La comunidad de Cocucho preserva sus festejos ancestrales con danzas, comida típica y rituales que consolidan su identidad cultural durante la temporada navideña.
Durante cinco días, la comunidad de Cocucho, ubicada en el municipio de Charapan, Michoacán, vive un ritual festivo en torno a la Navidad que combina danzas, gastronomía y ceremonias ancestrales. Estas festividades, que comienzan el 23 de diciembre, mantienen viva una tradición que refuerza la identidad cultural de la localidad y su vínculo con las raíces indígenas y campesinas.
El 23 de diciembre, se realiza un ensayo de la danza de los viejitos, una representación que destaca en las celebraciones de Nochebuena, acompañada de la preparación del tradicional churipo y corundas, platos emblemáticos de la región.
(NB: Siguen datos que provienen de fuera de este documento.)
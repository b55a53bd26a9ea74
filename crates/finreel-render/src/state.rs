//! Application state.

use std::sync::Arc;

use tracing::warn;

use finreel_media::{Encoder, FfmpegRunner};
use finreel_storage::{object_store_from_env, ObjectStore, StorageResult};

use crate::config::RenderConfig;
use crate::service::RenderService;

/// Shared application state.
#[derive(Clone)]
pub struct AppState {
    pub config: RenderConfig,
    pub service: Arc<RenderService>,
}

impl AppState {
    pub fn new(config: RenderConfig, storage: Arc<dyn ObjectStore>, encoder: Arc<dyn Encoder>) -> Self {
        let service = RenderService::new(storage, encoder, &config);
        Self {
            config,
            service: Arc::new(service),
        }
    }

    /// Wire the configured object store and the FFmpeg runner.
    pub fn from_env(config: RenderConfig) -> StorageResult<Self> {
        let storage = object_store_from_env()?;

        let runner = FfmpegRunner::new()
            .with_binary(config.ffmpeg_bin.clone())
            .with_timeout(config.encoder_timeout_secs);
        if let Err(e) = runner.locate() {
            // Keep serving /healthz; render requests will fail until the binary appears.
            warn!("{}", e);
        }

        Ok(Self::new(config, storage, Arc::new(runner)))
    }
}
//! Render service configuration.

use std::path::PathBuf;

use finreel_media::slate::DEFAULT_FONT_FILE;
use finreel_media::DEFAULT_TIMEOUT_SECS;

/// Render server configuration.
#[derive(Debug, Clone)]
pub struct RenderConfig {
    /// Server host
    pub host: String,
    /// Server port
    pub port: u16,
    /// Root for per-request scratch directories
    pub work_dir: PathBuf,
    /// Encoder binary name or path
    pub ffmpeg_bin: String,
    /// Encoder timeout in seconds (0 disables)
    pub encoder_timeout_secs: u64,
    /// Encodes allowed to run at once
    pub max_concurrent: usize,
    /// Font used for slates
    pub font_file: String,
    /// CORS origins
    pub cors_origins: Vec<String>,
    /// Max request body size
    pub max_body_size: usize,
    /// Expose Prometheus metrics at /metrics
    pub metrics_enabled: bool,
    /// Environment (development/production)
    pub environment: String,
}

impl Default for RenderConfig {
    fn default() -> Self {
        Self {
            host: "0.0.0.0".to_string(),
            port: 8080,
            work_dir: std::env::temp_dir().join("finreel"),
            ffmpeg_bin: "ffmpeg".to_string(),
            encoder_timeout_secs: DEFAULT_TIMEOUT_SECS,
            max_concurrent: 2,
            font_file: DEFAULT_FONT_FILE.to_string(),
            cors_origins: vec!["*".to_string()],
            max_body_size: 1024 * 1024, // 1MB
            metrics_enabled: true,
            environment: "development".to_string(),
        }
    }
}

impl RenderConfig {
    /// Create config from environment variables.
    pub fn from_env() -> Self {
        let defaults = Self::default();

        Self {
            host: std::env::var("RENDER_HOST").unwrap_or(defaults.host),
            // Cloud Run injects PORT.
            port: std::env::var("PORT")
                .or_else(|_| std::env::var("RENDER_PORT"))
                .ok()
                .and_then(|s| s.parse().ok())
                .unwrap_or(defaults.port),
            work_dir: std::env::var("RENDER_WORK_DIR")
                .map(PathBuf::from)
                .unwrap_or(defaults.work_dir),
            ffmpeg_bin: std::env::var("FFMPEG_BIN").unwrap_or(defaults.ffmpeg_bin),
            encoder_timeout_secs: std::env::var("ENCODER_TIMEOUT_SECS")
                .ok()
                .and_then(|s| s.parse().ok())
                .unwrap_or(defaults.encoder_timeout_secs),
            max_concurrent: std::env::var("RENDER_MAX_CONCURRENT")
                .ok()
                .and_then(|s| s.parse().ok())
                .filter(|n: &usize| *n > 0)
                .unwrap_or(defaults.max_concurrent),
            font_file: std::env::var("SLATE_FONT_FILE").unwrap_or(defaults.font_file),
            cors_origins: std::env::var("CORS_ORIGINS")
                .map(|s| s.split(',').map(|s| s.trim().to_string()).collect())
                .unwrap_or(defaults.cors_origins),
            max_body_size: std::env::var("MAX_BODY_SIZE")
                .ok()
                .and_then(|s| s.parse().ok())
                .unwrap_or(defaults.max_body_size),
            metrics_enabled: std::env::var("METRICS_ENABLED")
                .map(|v| v == "true" || v == "1")
                .unwrap_or(defaults.metrics_enabled),
            environment: std::env::var("ENVIRONMENT").unwrap_or(defaults.environment),
        }
    }

    /// Check if running in production mode.
    pub fn is_production(&self) -> bool {
        self.environment.eq_ignore_ascii_case("production")
    }
}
Al día siguiente, se comparte una comida típica que puede incluir mole, barbacoa o manchamateles, además de pozole y buñuelos con atole blanco, consumidos en honor a las tradiciones locales.
Las actividades continúan con una misa de Navidad, en la que la comunidad conmemora el nacimiento de Jesús mediante danzas en la plaza pública, una práctica que en algunas familias aún se mantiene desde la noche del 24 hasta el 25 de diciembre. El 25, las festividades culminan con un concurso de danzas de los viejitos en la plaza principal, en el que se entregan premios que alcanzan aproximadamente los 40 mil pesos, fomentando la participación comunitaria y el rescate cultural.
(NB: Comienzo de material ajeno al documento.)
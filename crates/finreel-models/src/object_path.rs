//! Object storage path parsing.
//!
//! Paths name a bucket and an object key, either as a URI
//! (`gs://bucket/videos/final.mp4`) or in slash-separated form
//! (`gs/bucket/videos/final.mp4`). The key may itself contain `/`.

use std::fmt;
use std::str::FromStr;

use serde::{Deserialize, Serialize};
use thiserror::Error;

/// Malformed object path.
#[derive(Debug, Clone, PartialEq, Eq, Error)]
pub enum PathError {
    #[error("object path is empty")]
    Empty,

    #[error("object path has no bucket: {0}")]
    MissingBucket(String),

    #[error("object path has no object key: {0}")]
    MissingObject(String),
}

/// A parsed `<scheme>/<bucket>/<object...>` path.
#[derive(Debug, Clone, PartialEq, Eq, Hash, Serialize, Deserialize)]
#[serde(try_from = "String", into = "String")]
pub struct ObjectPath {
    scheme: String,
    bucket: String,
    object: String,
}

impl ObjectPath {
    /// Parse a storage path.
    pub fn parse(raw: &str) -> Result<Self, PathError> {
        let trimmed = raw.trim();
        if trimmed.is_empty() {
            return Err(PathError::Empty);
        }

        let (scheme, rest) = match trimmed.split_once("://") {
            Some((scheme, rest)) => (scheme, rest),
            None => trimmed.split_once('/').unwrap_or((trimmed, "")),
        };

        let (bucket, object) = rest.split_once('/').unwrap_or((rest, ""));

        if bucket.is_empty() {
            return Err(PathError::MissingBucket(raw.to_string()));
        }
        if object.is_empty() || object.ends_with('/') {
            return Err(PathError::MissingObject(raw.to_string()));
        }

        Ok(Self {
            scheme: scheme.to_string(),
            bucket: bucket.to_string(),
            object: object.to_string(),
        })
    }

    pub fn scheme(&self) -> &str {
        &self.scheme
    }

    pub fn bucket(&self) -> &str {
        &self.bucket
    }

    /// Object key within the bucket.
    pub fn object(&self) -> &str {
        &self.object
    }

    /// Final segment of the key.
    pub fn file_name(&self) -> &str {
        self.object.rsplit('/').next().unwrap_or(&self.object)
    }
}

impl fmt::Display for ObjectPath {
    fn fmt(&self, f: &mut fmt::Formatter<'_>) -> fmt::Result {
        write!(f, "{}://{}/{}", self.scheme, self.bucket, self.object)
    }
}

impl FromStr for ObjectPath {
    type Err = PathError;

    fn from_str(s: &str) -> Result<Self, Self::Err> {
        Self::parse(s)
    }
}

impl TryFrom<String> for ObjectPath {
    type Error = PathError;

    fn try_from(value: String) -> Result<Self, Self::Error> {
        Self::parse(&value)
    }
}

impl From<ObjectPath> for String {
    fn from(path: ObjectPath) -> Self {
        path.to_string()
    }
}
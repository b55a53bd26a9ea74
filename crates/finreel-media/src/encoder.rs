//! Encoder abstraction.

use async_trait::async_trait;

use crate::command::FfmpegCommand;
use crate::error::MediaResult;

/// Runs an encoder command to completion.
///
/// Implementations classify a non-zero exit as `MediaError::FfmpegFailed`
/// and never retry.
#[async_trait]
pub trait Encoder: Send + Sync {
    async fn run(&self, cmd: &FfmpegCommand) -> MediaResult<()>;
}
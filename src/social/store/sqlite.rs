use anyhow::{Context, Result, anyhow};
use async_trait::async_trait;
use rusqlite::{Connection, OptionalExtension};
use std::sync::{Mutex, MutexGuard};

use super::IdempotencyStore;
use crate::social::types::PostResponse;

/// SQLite-backed store, so replays survive a restart.
pub struct SqliteStore {
    conn: Mutex<Connection>,
}

impl SqliteStore {
    /// Open or create the store at `path`. Use `":memory:"` for tests.
    pub fn open(path: &str) -> Result<Self> {
        let conn = Connection::open(path)
            .with_context(|| format!("failed to open idempotency database {path}"))?;
        conn.execute_batch(
            "CREATE TABLE IF NOT EXISTS idempotency (
                key        TEXT PRIMARY KEY,
                response   TEXT NOT NULL,
                created_at TEXT NOT NULL DEFAULT (datetime('now'))
            )",
        )
        .context("failed to create idempotency table")?;
        Ok(Self {
            conn: Mutex::new(conn),
        })
    }

    pub fn in_memory() -> Result<Self> {
        Self::open(":memory:")
    }

    fn conn(&self) -> Result<MutexGuard<'_, Connection>> {
        self.conn
            .lock()
            .map_err(|_| anyhow!("idempotency database lock poisoned"))
    }
}

fn select(conn: &Connection, key: &str) -> Result<Option<PostResponse>> {
    let json: Option<String> = conn
        .query_row(
            "SELECT response FROM idempotency WHERE key = ?1",
            [key],
            |row| row.get(0),
        )
        .optional()?;
    json.map(|j| serde_json::from_str(&j).context("corrupt stored response"))
        .transpose()
}

#[async_trait]
impl IdempotencyStore for SqliteStore {
    async fn get(&self, key: &str) -> Result<Option<PostResponse>> {
        let conn = self.conn()?;
        select(&conn, key)
    }

    async fn insert_if_absent(&self, key: &str, response: PostResponse) -> Result<PostResponse> {
        let json = serde_json::to_string(&response)?;
        let conn = self.conn()?;
        conn.execute(
            "INSERT INTO idempotency (key, response) VALUES (?1, ?2)
             ON CONFLICT(key) DO NOTHING",
            [key, &json],
        )?;
        select(&conn, key)?.ok_or_else(|| anyhow!("response for {key} vanished after insert"))
    }

    async fn len(&self) -> Result<usize> {
        let conn = self.conn()?;
        let count: i64 = conn.query_row("SELECT COUNT(*) FROM idempotency", [], |row| row.get(0))?;
        Ok(usize::try_from(count)?)
    }
}
pub mod health;
pub mod hello;
pub mod social;

use chrono::{SecondsFormat, Utc};

/// RFC 3339 UTC timestamp with millisecond precision.
pub(crate) fn timestamp() -> String {
    Utc::now().to_rfc3339_opts(SecondsFormat::Millis, true)
}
Tras estos días de celebración, el 26 de diciembre, los residentes se reúnen en el curato para realizar la tradicional piñata y agradecen a los padrinos y cargueros en un recorrido que honra las danzas y tradiciones. La celebración concluye el 27, con un acto de agradecimiento en las casas de los padrinos y la conocida enzapotada, una tradición en la que se cubre de zapote negro a los participantes, en un juego que refuerza los lazos familiares y ancestrales, además de la preparación de ofrendas para el Domingo de Ramos.
En el contexto cultural mexicano, estas celebraciones en Cocucho representan no solo la continuidad de las tradiciones navideñas, sino también un acto de resguardo de su identidad indígena y comunitaria en un país donde la diversidad cultural enfrenta constantes retos de preservación. La importancia de mantener vivas estas expresiones radica en fortalecer el sentido de pertenencia y en transmitir estos conocimientos a las nuevas generaciones.